The same is true with respect to financial reporting.[2] Reliable financial reporting is critical to advancing the public interest and ensuring confidence in our capital markets. Trusted, reliable financial reporting depends on rigorous, independent auditing,[3] which in turn relies on an effective QC system.

The critical importance of an effective QC system to audit quality makes these standards uniquely important to investors and the public.[4] Quality control relates to a firm's audit practice as a whole and is intended to, among other things, ensure that audits are appropriately staffed by highly trained personnel who are capable of assessing relevant risks and have the necessary resources to conduct audits. Quality control does more than provide a set of upfront assurances. Firms monitor the results to ensure audit quality, sometimes in real time.

In considering a potential framework for revisions to the QC standards, our Concept Release relies heavily on the International Standard on Quality Management 1 (ISQM 1), a draft proposal issued by the International Auditing and Assurance Standards Board (IAASB).[5] ISQM 1 is a useful starting point. The Board, however, recognizes that ISQM 1 must be adjusted to meet the particular circumstances of the U.S. markets.
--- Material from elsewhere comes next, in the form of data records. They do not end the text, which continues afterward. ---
//! Shaders
//!
//! A `Shader<S>` holds the declarations, instructions and generated text of
//! one pipeline stage. The stage parameter `S` carries the stage specific
//! declarations and the generation hook; which declaration kinds a stage
//! accepts is decided by its `Accepts` implementations, so declaring an
//! input attribute on a fragment shader does not compile.
//!
//! ```no_run
//! use saphir::{CodeGenerator, FragmentShader, OutputFragment, VariableType};
//!
//! let mut shader = FragmentShader::new("Unlit");
//! shader.declare(OutputFragment::new(0, VariableType::FloatVector4, "outColor"))?;
//! shader.add_instruction("outColor = vec4(1.0);");
//! shader.generate_source_code()?;
//! # Ok::<(), saphir::Error>(())
//! ```

use crate::declaration::{
    Declaration, DeclarationBucket, Function, PushConstantBlock, Sampler, ShaderStorageBlock,
    SpecializationConstant, Structure, TexelBuffer, UniformBlock,
};
use crate::error::Result;
use std::fmt;

/// Implement `Accepts` for kinds stored on the shader itself, for every stage
macro_rules! accepts_common {
    ($($declaration:ty => $field:ident),* $(,)?) => {
        $(
            impl<S: Stage> Accepts<$declaration> for S {
                fn bucket(shader: &Shader<S>) -> &DeclarationBucket<$declaration> {
                    &shader.common.$field
                }

                fn bucket_mut(shader: &mut Shader<S>) -> &mut DeclarationBucket<$declaration> {
                    &mut shader.common.$field
                }
            }
        )*
    };
}

/// Implement `Accepts` for kinds stored in the stage state
macro_rules! accepts_stage {
    ($stage:ty { $($declaration:ty => $($field:ident).+),* $(,)? }) => {
        $(
            impl $crate::shader::Accepts<$declaration> for $stage {
                fn bucket(
                    shader: &$crate::shader::Shader<Self>,
                ) -> &$crate::declaration::DeclarationBucket<$declaration> {
                    &shader.stage.$($field).+
                }

                fn bucket_mut(
                    shader: &mut $crate::shader::Shader<Self>,
                ) -> &mut $crate::declaration::DeclarationBucket<$declaration> {
                    &mut shader.stage.$($field).+
                }
            }
        )*
    };
}

mod compute;
mod fragment;
mod geometry;
mod interface;
mod shader;
mod stage;
mod tesselation;
mod vertex;
mod wiring;

pub use compute::{ComputeShader, ComputeStage};
pub use fragment::{FragmentShader, FragmentStage};
pub use geometry::{GeometryShader, GeometryStage};
pub use interface::StageInterface;
pub use shader::{Shader, ShaderSource};
pub use stage::ShaderStage;
pub use tesselation::{
    TesselationControlShader, TesselationControlStage, TesselationEvaluationShader,
    TesselationEvaluationStage,
};
pub use vertex::{VertexShader, VertexStage};
pub use wiring::StageWiringContext;

use crate::declaration::ArraySize;

// ===== STAGE TRAIT =====

/// Stage specific state and generation hook
pub trait Stage: Clone + Default + fmt::Debug {
    const STAGE: ShaderStage;

    /// Append the stage declarations (and layouts) after the common ones
    ///
    /// # Errors
    ///
    /// Returns `Error::GenerationFailed` when the stage is incomplete.
    fn on_source_code_generation(&self, shader_name: &str, code: &mut String) -> Result<()>;

    /// Called once the whole text has been generated successfully
    fn on_generated(&mut self) {}

    /// Append one ` - <label> : <count>` line per stage bucket
    fn on_declaration_stats(&self, stats: &mut String);

    /// Array size given to scalar upstream outputs when they become inputs
    ///
    /// `None` keeps upstream outputs unchanged.
    fn input_array_size(&self) -> Option<ArraySize> {
        None
    }
}

/// Access to the bucket of declaration kind `D` of a shader
///
/// Implemented only for the kinds a stage accepts.
pub trait Accepts<D: Declaration>: Stage {
    fn bucket(shader: &Shader<Self>) -> &DeclarationBucket<D>;

    fn bucket_mut(shader: &mut Shader<Self>) -> &mut DeclarationBucket<D>;
}

accepts_common! {
    SpecializationConstant => specialization_constants,
    Structure => structures,
    UniformBlock => uniform_blocks,
    ShaderStorageBlock => shader_storage_blocks,
    Sampler => samplers,
    TexelBuffer => texel_buffers,
    PushConstantBlock => push_constant_blocks,
    Function => functions,
}

/// Outcome of a successful declaration
#[derive(Debug, Clone, Copy, PartialEq, Eq)]
pub enum Declared {
    /// The declaration was appended
    Added,
    /// A declaration with the same name was already there and is kept
    AlreadyPresent,
}

impl Declared {
    pub fn is_added(self) -> bool {
        self == Declared::Added
    }
}

pub(crate) fn stats_line(stats: &mut String, label: &str, count: usize) {
    stats.push_str(&format!(" - {} : {}\n", label, count));
}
The Concept Release seeks comment on a number of areas of importance to investors and the public, including the objectives of a QC system, which implicates the public interest,[6] the role of quality control with respect to auditor responsibility for fraud, illegal acts and going concern considerations,[7] the responsibilities in overseeing professional skepticism and significant judgments made by engagement teams,[8] and the need for additional or alternative requirements to address firms that audit broker-dealers.[9]

In addition, the Concept Release discusses three areas that I want to emphasize today:

  • Independent Oversight of Audit Firms' QC Systems;
  • Audit Firms' Disclosure and Accountability; and
  • Assessing and Improving the Effectiveness of Audit Firms' QC Systems.

II. Independent Oversight of Audit Firms' QC Systems

Corporate governance has undergone significant changes since the adoption of the first QC standard in the United States in the 1970s.[10] The need for, and role of, independence in connection with the financial disclosure process is now widely recognized and implemented. Listed companies must include independent directors on their boards[11] and have informed and independent audit committees to oversee the audit process.[12] These safeguards strengthen trust by investors and the public in financial disclosure and mitigate concerns over possible misalignments between the interests of management and shareholders.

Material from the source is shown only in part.